過去最多の来場者を記録した鈴鹿サーキット

 3月27~29日に三重県・鈴鹿サーキットで開催されたF1日本グランプリを観戦してきた。鈴鹿サーキットには高校生のころから通い始めているので、35年近く日本グランプリを観戦し続けてきていることになる。

 今年の鈴鹿サーキットはとにかく人が多かった。開幕前日、観客向けにはほとんどイベントが開催されないにも関わらず、平日の木曜日なのに2万5000人が来場した。

 フリー走行だけの27日金曜日が7万5000人、予選の28日土曜日が11万人、そして決勝レースの29日日曜日が13万人を記録した。3日間合計で31万5000人が来場したことになり、昨年の26万6000人を4万9000人も上回ったことになる。

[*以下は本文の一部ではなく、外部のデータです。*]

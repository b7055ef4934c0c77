//! Pyramidal sparse Lucas-Kanade optical flow.

use nalgebra::{Matrix2, Vector2};

use super::config::CameraMotionConfig;
use super::pyramid::{Pyramid, interpolate_bilinear};
use crate::geometry::Point;

/// Outcome of tracking one feature between two frames.
#[derive(Debug, Clone, Copy, PartialEq, Eq)]
pub enum FlowStatus {
    /// Converged or ran out of iterations inside the image.
    Tracked,
    /// The window gradient matrix was too weak to solve.
    Lost,
    /// The tracked position left the image.
    OutOfBounds,
}

/// A feature position in the previous frame and its tracked position.
#[derive(Debug, Clone, Copy, PartialEq)]
pub struct FlowResult {
    pub from: Point,
    pub to: Point,
    pub status: FlowStatus,
}

impl FlowResult {
    pub fn is_tracked(&self) -> bool {
        self.status == FlowStatus::Tracked
    }
}

/// Coarse-to-fine Lucas-Kanade tracker.
///
/// Template gradients are taken from the previous frame, so the 2x2 system
/// matrix is built once per level and only the mismatch vector is refreshed
/// per iteration.
#[derive(Debug, Clone)]
pub struct LucasKanade {
    half_window: isize,
    max_level: usize,
    max_iterations: usize,
    epsilon: f32,
    min_eigen_threshold: f32,
}

impl LucasKanade {
    pub fn new(config: &CameraMotionConfig) -> Self {
        Self {
            half_window: (config.window_size / 2).max(1) as isize,
            max_level: config.pyramid_levels,
            max_iterations: config.max_iterations.max(1),
            epsilon: config.epsilon,
            min_eigen_threshold: config.min_eigen_threshold,
        }
    }

    /// Track every feature of `prev` into `curr`. The output is parallel to
    /// `features`.
    pub fn track(&self, prev: &Pyramid, curr: &Pyramid, features: &[Point]) -> Vec<FlowResult> {
        let num_levels = (self.max_level + 1)
            .min(prev.num_levels())
            .min(curr.num_levels());

        features
            .iter()
            .map(|&feature| self.track_single(prev, curr, feature, num_levels))
            .collect()
    }

    fn track_single(
        &self,
        prev: &Pyramid,
        curr: &Pyramid,
        feature: Point,
        num_levels: usize,
    ) -> FlowResult {
        let mut d = Vector2::<f32>::zeros();

        for level in (0..num_levels).rev() {
            let scale = 1.0 / (1u32 << level) as f32;
            let px = feature.x * scale;
            let py = feature.y * scale;

            match self.refine(&prev.levels()[level], &curr.levels()[level], px, py, d) {
                Some(refined) => d = refined,
                None => {
                    return FlowResult {
                        from: feature,
                        to: Point::new(feature.x + d.x / scale, feature.y + d.y / scale),
                        status: FlowStatus::Lost,
                    };
                }
            }

            if level > 0 {
                d *= 2.0;
            }
        }

        let to = Point::new(feature.x + d.x, feature.y + d.y);
        let (h, w) = prev.base().dim();
        let inside = to.x >= 0.0 && to.x <= (w - 1) as f32 && to.y >= 0.0 && to.y <= (h - 1) as f32;
        let status = if inside {
            FlowStatus::Tracked
        } else {
            FlowStatus::OutOfBounds
        };

        FlowResult {
            from: feature,
            to,
            status,
        }
    }

    /// Iterate at one pyramid level starting from displacement `d`.
    fn refine(
        &self,
        prev: &ndarray::Array2<f32>,
        curr: &ndarray::Array2<f32>,
        px: f32,
        py: f32,
        mut d: Vector2<f32>,
    ) -> Option<Vector2<f32>> {
        let half = self.half_window;
        let side = (2 * half + 1) as usize;
        let mut template = Vec::with_capacity(side * side);

        let mut g = Matrix2::<f32>::zeros();
        for oy in -half..=half {
            for ox in -half..=half {
                let tx = px + ox as f32;
                let ty = py + oy as f32;
                let value = interpolate_bilinear(prev, tx, ty);
                let ix = 0.5
                    * (interpolate_bilinear(prev, tx + 1.0, ty)
                        - interpolate_bilinear(prev, tx - 1.0, ty));
                let iy = 0.5
                    * (interpolate_bilinear(prev, tx, ty + 1.0)
                        - interpolate_bilinear(prev, tx, ty - 1.0));
                g[(0, 0)] += ix * ix;
                g[(0, 1)] += ix * iy;
                g[(1, 1)] += iy * iy;
                template.push((value, ix, iy));
            }
        }
        g[(1, 0)] = g[(0, 1)];

        let area = (side * side) as f32;
        let half_trace = (g[(0, 0)] + g[(1, 1)]) / 2.0;
        let disc = (((g[(0, 0)] - g[(1, 1)]) / 2.0).powi(2) + g[(0, 1)].powi(2)).sqrt();
        if (half_trace - disc) / area < self.min_eigen_threshold {
            return None;
        }
        let g_inv = g.try_inverse()?;

        for _ in 0..self.max_iterations {
            let mut b = Vector2::<f32>::zeros();
            let mut idx = 0;
            for oy in -half..=half {
                for ox in -half..=half {
                    let (value, ix, iy) = template[idx];
                    idx += 1;
                    let warped = interpolate_bilinear(
                        curr,
                        px + d.x + ox as f32,
                        py + d.y + oy as f32,
                    );
                    let e = value - warped;
                    b.x += ix * e;
                    b.y += iy * e;
                }
            }

            let delta = g_inv * b;
            d += delta;
            if delta.norm_squared() < self.epsilon * self.epsilon {
                break;
            }
        }

        Some(d)
    }
}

 鈴鹿サーキットは2007年から2008年にリニューアルされているが、2009年以降、最多来場者記録であった2025年を大幅に上回る数字となった。

円安と春開催がもたらした「コスパ最強」のインバウンド需要

 実際に鈴鹿サーキット内を歩いていると、特に「外国人」と「若い人や女性」が多かった。外国人が多いのはやはり「円安」の影響が大きそうだ。

 グランドスタンドのチケットは1枚で14万円もするところがあるのだが、ドル建てで見れば1000ドルを切るわけで、外国人にとって見れば「お手頃」と感じるのではないか。

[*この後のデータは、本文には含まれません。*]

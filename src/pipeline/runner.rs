//! EnrichmentPipeline running every stage over one video.

use serde::{Deserialize, Serialize};
use thiserror::Error;
use tracing::{info, warn};

use super::TrackSource;
use crate::ball::{interpolate_ball, missing_frames};
use crate::cache::{ArtifactCache, ArtifactKind};
use crate::camera::{CameraMotionEstimator, CameraMovement, adjust_positions};
use crate::config::PipelineConfig;
use crate::diagnostics::Diagnostics;
use crate::error::{Error, Result};
use crate::frame::Frame;
use crate::possession::{PossessionResolver, possession_share};
use crate::team::TeamAssigner;
use crate::tracks::{Rgb, Team, Tracks, annotate_positions};

/// Everything the pipeline produces for one video.
#[derive(Debug, Clone, PartialEq, Serialize, Deserialize)]
pub struct Enrichment {
    /// Input tracks with positions, teams and possession flags filled in.
    pub tracks: Tracks,
    /// Camera movement of every frame.
    pub camera_movements: Vec<CameraMovement>,
    /// Possessing team of every frame.
    pub possession: Vec<Option<Team>>,
    /// Running `[team one, team two]` ball-control share of every frame.
    pub possession_share: Vec<[f32; 2]>,
    /// Rendering colors of team one and team two.
    pub team_colors: [Rgb; 2],
    pub diagnostics: Diagnostics,
}

/// Failure of a run that pulls its tracks from a [`TrackSource`].
#[derive(Debug, Error)]
pub enum RunError<E: std::error::Error + 'static> {
    #[error("track source failed: {0}")]
    Source(#[source] E),

    #[error(transparent)]
    Enrich(#[from] Error),
}

/// Runs camera compensation, ball interpolation, team assignment and
/// possession resolution over a decoded video.
#[derive(Debug, Clone, Default)]
pub struct EnrichmentPipeline {
    config: PipelineConfig,
    cache: Option<(ArtifactCache, String)>,
}

impl EnrichmentPipeline {
    pub fn new(config: PipelineConfig) -> Self {
        Self {
            config,
            cache: None,
        }
    }

    /// Pipeline with default tunables.
    pub fn with_default_config() -> Self {
        Self::new(PipelineConfig::default())
    }

    /// Reuse raw tracks and camera movements cached under `key`.
    pub fn with_cache(mut self, cache: ArtifactCache, key: impl Into<String>) -> Self {
        self.cache = Some((cache, key.into()));
        self
    }

    pub fn config(&self) -> &PipelineConfig {
        &self.config
    }

    /// Pull raw tracks from `source` (or the cache) and enrich them.
    pub fn run_with_source<S: TrackSource>(
        &self,
        frames: &[Frame],
        source: &mut S,
    ) -> std::result::Result<Enrichment, RunError<S::Error>> {
        if frames.is_empty() {
            return Err(Error::EmptyFrames.into());
        }
        let mut diagnostics = Diagnostics::default();

        let cached = self.load_cached::<Tracks, _>(ArtifactKind::Tracks, &mut diagnostics, |t| {
            t.validate(frames.len()).is_ok()
        });
        let tracks = match cached {
            Some(tracks) => tracks,
            None => {
                let tracks = source.track(frames).map_err(RunError::Source)?;
                self.store_cached(ArtifactKind::Tracks, &tracks);
                tracks
            }
        };

        Ok(self.enrich(frames, tracks, diagnostics)?)
    }

    /// Enrich tracks that are already in memory.
    pub fn run(&self, frames: &[Frame], tracks: Tracks) -> Result<Enrichment> {
        self.enrich(frames, tracks, Diagnostics::default())
    }

    fn enrich(
        &self,
        frames: &[Frame],
        mut tracks: Tracks,
        mut diagnostics: Diagnostics,
    ) -> Result<Enrichment> {
        let first = frames.first().ok_or(Error::EmptyFrames)?;
        tracks.validate(frames.len())?;
        let missing_ball = missing_frames(&tracks.ball);
        if missing_ball == frames.len() {
            return Err(Error::NoBallDetections);
        }
        info!(frames = frames.len(), "enriching tracks");

        annotate_positions(&mut tracks);

        let camera_movements = self.camera_movements(frames, &mut diagnostics)?;
        adjust_positions(&mut tracks, &camera_movements)?;

        tracks.ball = interpolate_ball(&tracks.ball)?;
        diagnostics.interpolated_ball_frames = missing_ball;
        // Filled ball frames only carry a box so far.
        annotate_positions(&mut tracks);
        adjust_positions(&mut tracks, &camera_movements)?;
        info!(filled = missing_ball, "ball trajectory interpolated");

        let mut assigner = TeamAssigner::fit(&self.config.team, first, &tracks.players[0])?;
        for (frame, players) in frames.iter().zip(tracks.players.iter_mut()) {
            assigner.assign_frame(frame, players, &mut diagnostics);
        }

        let mut resolver = PossessionResolver::new(self.config.possession.clone());
        let mut possession = Vec::with_capacity(frames.len());
        for (index, players) in tracks.players.iter_mut().enumerate() {
            let ball = tracks.ball[index]
                .values()
                .next()
                .map(|b| b.bbox())
                .ok_or(Error::NoBallDetections)?;
            let entry = resolver.step(players, &ball);
            if entry.player.is_none() {
                diagnostics.frames_without_possession += 1;
            }
            possession.push(entry.team);
        }
        if diagnostics.frames_without_possession > 0 {
            warn!(
                frames = diagnostics.frames_without_possession,
                "frames without a player close enough to the ball"
            );
        }

        let team_colors = [
            Rgb::from_f32(assigner.centroids()[0]),
            Rgb::from_f32(assigner.centroids()[1]),
        ];
        info!(?diagnostics, "enrichment finished");

        Ok(Enrichment {
            possession_share: possession_share(&possession),
            tracks,
            camera_movements,
            possession,
            team_colors,
            diagnostics,
        })
    }

    fn camera_movements(
        &self,
        frames: &[Frame],
        diagnostics: &mut Diagnostics,
    ) -> Result<Vec<CameraMovement>> {
        let cached = self.load_cached::<Vec<CameraMovement>, _>(
            ArtifactKind::CameraMovements,
            diagnostics,
            |m| m.len() == frames.len(),
        );
        if let Some(movements) = cached {
            return Ok(movements);
        }

        let estimator = CameraMotionEstimator::new(self.config.camera.clone());
        let movements = estimator.estimate(frames, diagnostics)?;
        self.store_cached(ArtifactKind::CameraMovements, &movements);
        Ok(movements)
    }

    /// Load a cached artifact, discarding it when it fails `fits`.
    fn load_cached<T, F>(
        &self,
        kind: ArtifactKind,
        diagnostics: &mut Diagnostics,
        fits: F,
    ) -> Option<T>
    where
        T: serde::de::DeserializeOwned,
        F: FnOnce(&T) -> bool,
    {
        let (cache, key) = self.cache.as_ref()?;
        match cache.load::<T>(kind, key) {
            Ok(Some(value)) if fits(&value) => {
                diagnostics.cache_hits += 1;
                info!(?kind, key = %key, "using cached artifact");
                Some(value)
            }
            Ok(Some(_)) => {
                diagnostics.cache_discards += 1;
                warn!(?kind, key = %key, "cached artifact does not match the video, recomputing");
                if let Err(e) = cache.remove(kind, key) {
                    warn!(?kind, error = %e, "failed to remove stale artifact");
                }
                None
            }
            Ok(None) => None,
            Err(e) => {
                diagnostics.cache_discards += 1;
                warn!(?kind, key = %key, error = %e, "unreadable cached artifact, recomputing");
                None
            }
        }
    }

    fn store_cached<T: Serialize>(&self, kind: ArtifactKind, value: &T) {
        if let Some((cache, key)) = &self.cache {
            if let Err(e) = cache.store(kind, key, value) {
                warn!(?kind, key = %key, error = %e, "failed to cache artifact");
            }
        }
    }
}

#[cfg(test)]
mod tests {
    use super::*;
    use crate::geometry::BBox;
    use crate::tracks::FrameTracksBuilder;

    struct FailingSource;

    #[derive(Debug, Error)]
    #[error("detector offline")]
    struct Offline;

    impl TrackSource for FailingSource {
        type Error = Offline;

        fn track(&mut self, _frames: &[Frame]) -> std::result::Result<Tracks, Self::Error> {
            Err(Offline)
        }
    }

    #[test]
    fn test_empty_frames() {
        let pipeline = EnrichmentPipeline::with_default_config();
        let err = pipeline.run(&[], Tracks::default()).unwrap_err();
        assert!(matches!(err, Error::EmptyFrames));
    }

    #[test]
    fn test_no_ball_is_fatal() {
        let pipeline = EnrichmentPipeline::with_default_config();
        let frames = vec![Frame::filled(32, 32, [0, 90, 0]); 2];
        let mut tracks = Tracks::default();
        tracks.push_frame(FrameTracksBuilder::new().player(1, BBox::new(0.0, 0.0, 8.0, 16.0)));
        tracks.push_frame(FrameTracksBuilder::new());
        let err = pipeline.run(&frames, tracks).unwrap_err();
        assert!(matches!(err, Error::NoBallDetections));
    }

    #[test]
    fn test_frame_count_mismatch() {
        let pipeline = EnrichmentPipeline::with_default_config();
        let frames = vec![Frame::filled(32, 32, [0, 90, 0]); 3];
        let err = pipeline.run(&frames, Tracks::with_frames(2)).unwrap_err();
        assert!(matches!(err, Error::FrameCountMismatch { frames: 3, tracks: 2 }));
    }

    #[test]
    fn test_source_error_is_surfaced() {
        let pipeline = EnrichmentPipeline::with_default_config();
        let frames = vec![Frame::filled(32, 32, [0, 90, 0])];
        let err = pipeline.run_with_source(&frames, &mut FailingSource).unwrap_err();
        assert!(matches!(err, RunError::Source(Offline)));
    }
}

 実際、鈴鹿サーキット内で、ハイネケンのビールは1本800円で売られていた。いま、アメリカなどでビールを1杯飲もうとすると10ドル以上はする。つまり、800円をドル建てにすると5ドル程度になるわけで「日本はアメリカの半額でビールが飲める」と思えば、なんて安いと感じることだろう。

 しかも、鈴鹿サーキット内は食べ物が充実し、どれも美味しい。海外のサーキットでもF1を観戦したことがあるが、正直言って、向こうレパートリーがとにかく少ない。その点、鈴鹿サーキットであれば、安くて美味しい選択肢が豊富なので、レース観戦の満足度が高いのは間違いない。

 さらに、F1日本グランプリはこれまで秋に開催されていたが、2024年から春開催となっている。ちょうど桜が咲く時期であり、今年もこの週末に鈴鹿サーキット内の桜が一気に開花して満開となった。外国人からすれば円安、グルメ、桜と、日本を観光するうえで最強のコストパフォーマンスでF1を観戦できるというわけだ。